BEGIN Dataset

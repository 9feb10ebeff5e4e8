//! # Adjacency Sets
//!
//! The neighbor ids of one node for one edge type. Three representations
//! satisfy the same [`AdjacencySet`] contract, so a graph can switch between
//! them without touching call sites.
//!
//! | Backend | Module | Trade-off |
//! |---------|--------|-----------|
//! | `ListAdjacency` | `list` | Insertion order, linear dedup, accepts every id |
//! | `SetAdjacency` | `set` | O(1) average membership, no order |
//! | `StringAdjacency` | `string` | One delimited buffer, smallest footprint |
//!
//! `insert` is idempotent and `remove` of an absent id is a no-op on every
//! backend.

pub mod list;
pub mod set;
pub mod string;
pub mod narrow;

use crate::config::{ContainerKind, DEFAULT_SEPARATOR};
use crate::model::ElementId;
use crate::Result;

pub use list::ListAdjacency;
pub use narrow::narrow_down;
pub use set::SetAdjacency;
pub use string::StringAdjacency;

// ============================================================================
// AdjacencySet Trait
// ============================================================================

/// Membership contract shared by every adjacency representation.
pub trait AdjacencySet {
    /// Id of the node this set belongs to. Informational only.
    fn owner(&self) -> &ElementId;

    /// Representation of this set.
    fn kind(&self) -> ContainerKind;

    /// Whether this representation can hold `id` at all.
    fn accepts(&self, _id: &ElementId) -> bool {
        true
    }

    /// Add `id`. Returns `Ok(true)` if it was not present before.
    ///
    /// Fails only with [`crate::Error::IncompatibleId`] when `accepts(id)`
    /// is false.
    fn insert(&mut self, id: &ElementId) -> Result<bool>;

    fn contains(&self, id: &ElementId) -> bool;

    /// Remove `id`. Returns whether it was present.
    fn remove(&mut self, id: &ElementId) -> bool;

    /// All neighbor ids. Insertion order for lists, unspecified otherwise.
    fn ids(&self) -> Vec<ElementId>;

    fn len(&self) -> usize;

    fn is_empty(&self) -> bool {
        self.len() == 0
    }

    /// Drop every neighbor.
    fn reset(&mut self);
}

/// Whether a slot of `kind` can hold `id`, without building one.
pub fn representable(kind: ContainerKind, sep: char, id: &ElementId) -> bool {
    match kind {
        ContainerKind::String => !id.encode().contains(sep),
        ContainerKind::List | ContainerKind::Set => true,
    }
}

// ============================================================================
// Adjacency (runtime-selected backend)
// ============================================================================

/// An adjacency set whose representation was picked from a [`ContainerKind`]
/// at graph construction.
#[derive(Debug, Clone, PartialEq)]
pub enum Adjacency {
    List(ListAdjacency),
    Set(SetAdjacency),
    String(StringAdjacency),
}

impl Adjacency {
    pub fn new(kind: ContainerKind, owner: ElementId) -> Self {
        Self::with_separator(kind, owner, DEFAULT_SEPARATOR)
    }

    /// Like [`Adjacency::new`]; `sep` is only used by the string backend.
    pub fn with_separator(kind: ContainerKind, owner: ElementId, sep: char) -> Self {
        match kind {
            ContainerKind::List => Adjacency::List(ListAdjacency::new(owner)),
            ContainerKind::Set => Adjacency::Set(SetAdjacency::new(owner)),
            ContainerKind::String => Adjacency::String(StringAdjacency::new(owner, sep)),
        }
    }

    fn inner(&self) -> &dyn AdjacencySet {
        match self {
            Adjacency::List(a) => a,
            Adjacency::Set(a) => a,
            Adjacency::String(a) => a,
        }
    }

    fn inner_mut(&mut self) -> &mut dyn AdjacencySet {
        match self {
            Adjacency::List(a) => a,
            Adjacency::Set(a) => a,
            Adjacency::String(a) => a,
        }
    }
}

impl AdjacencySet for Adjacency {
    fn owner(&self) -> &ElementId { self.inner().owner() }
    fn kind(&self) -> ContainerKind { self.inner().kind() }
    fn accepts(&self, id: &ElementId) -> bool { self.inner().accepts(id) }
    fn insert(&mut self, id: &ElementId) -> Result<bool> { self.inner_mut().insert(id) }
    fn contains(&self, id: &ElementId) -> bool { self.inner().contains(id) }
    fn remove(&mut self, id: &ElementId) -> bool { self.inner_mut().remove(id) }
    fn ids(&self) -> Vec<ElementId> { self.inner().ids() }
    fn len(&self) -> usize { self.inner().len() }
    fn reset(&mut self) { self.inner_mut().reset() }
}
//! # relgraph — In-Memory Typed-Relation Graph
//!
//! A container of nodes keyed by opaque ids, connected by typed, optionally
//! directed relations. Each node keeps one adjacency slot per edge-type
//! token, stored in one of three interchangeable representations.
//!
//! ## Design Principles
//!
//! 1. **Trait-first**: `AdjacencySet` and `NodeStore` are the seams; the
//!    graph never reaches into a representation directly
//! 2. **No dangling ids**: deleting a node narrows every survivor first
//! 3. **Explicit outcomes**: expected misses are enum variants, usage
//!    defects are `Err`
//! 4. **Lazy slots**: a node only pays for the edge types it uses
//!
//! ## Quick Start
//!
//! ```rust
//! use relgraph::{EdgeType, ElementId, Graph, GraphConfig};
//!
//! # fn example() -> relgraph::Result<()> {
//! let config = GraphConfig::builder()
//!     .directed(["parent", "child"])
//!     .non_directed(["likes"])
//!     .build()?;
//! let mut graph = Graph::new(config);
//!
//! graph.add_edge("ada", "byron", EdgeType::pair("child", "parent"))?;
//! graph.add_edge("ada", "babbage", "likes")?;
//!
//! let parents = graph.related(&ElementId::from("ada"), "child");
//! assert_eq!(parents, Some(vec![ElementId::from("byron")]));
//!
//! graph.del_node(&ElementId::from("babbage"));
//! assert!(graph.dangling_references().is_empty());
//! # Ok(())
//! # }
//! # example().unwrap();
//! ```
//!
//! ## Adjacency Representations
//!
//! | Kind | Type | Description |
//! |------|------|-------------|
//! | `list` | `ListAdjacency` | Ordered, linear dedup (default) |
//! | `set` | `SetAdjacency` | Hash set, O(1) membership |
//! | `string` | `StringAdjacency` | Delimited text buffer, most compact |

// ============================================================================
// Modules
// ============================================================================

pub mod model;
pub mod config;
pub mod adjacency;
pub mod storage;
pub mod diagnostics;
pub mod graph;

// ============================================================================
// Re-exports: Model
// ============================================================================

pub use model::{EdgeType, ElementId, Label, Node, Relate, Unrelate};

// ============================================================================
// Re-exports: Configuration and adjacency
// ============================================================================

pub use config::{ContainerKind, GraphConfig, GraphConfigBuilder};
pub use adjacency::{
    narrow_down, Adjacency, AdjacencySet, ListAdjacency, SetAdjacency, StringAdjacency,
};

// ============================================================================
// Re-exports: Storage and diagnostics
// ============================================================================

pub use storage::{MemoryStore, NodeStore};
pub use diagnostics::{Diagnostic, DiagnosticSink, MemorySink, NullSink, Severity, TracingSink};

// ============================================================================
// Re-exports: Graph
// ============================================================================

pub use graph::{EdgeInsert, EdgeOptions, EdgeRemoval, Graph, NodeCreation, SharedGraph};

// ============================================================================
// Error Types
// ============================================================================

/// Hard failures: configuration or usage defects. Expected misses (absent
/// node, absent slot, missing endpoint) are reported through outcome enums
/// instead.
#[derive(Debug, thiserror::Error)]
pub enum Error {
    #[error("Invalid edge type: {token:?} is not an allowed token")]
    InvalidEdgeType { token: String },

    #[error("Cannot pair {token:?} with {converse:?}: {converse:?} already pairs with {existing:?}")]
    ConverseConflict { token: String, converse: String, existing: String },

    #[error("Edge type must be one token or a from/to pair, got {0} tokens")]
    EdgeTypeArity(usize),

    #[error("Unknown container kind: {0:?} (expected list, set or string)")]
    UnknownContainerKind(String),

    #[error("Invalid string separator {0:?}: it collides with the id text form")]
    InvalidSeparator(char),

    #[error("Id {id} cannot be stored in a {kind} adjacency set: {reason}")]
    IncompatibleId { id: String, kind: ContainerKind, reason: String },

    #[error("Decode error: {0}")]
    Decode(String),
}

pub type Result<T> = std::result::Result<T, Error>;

END Dataset

Across the listing above, find all lines where the word "IncompatibleId" is present and copy them.

    /// Fails only with [`crate::Error::IncompatibleId`] when `accepts(id)`
    IncompatibleId { id: String, kind: ContainerKind, reason: String },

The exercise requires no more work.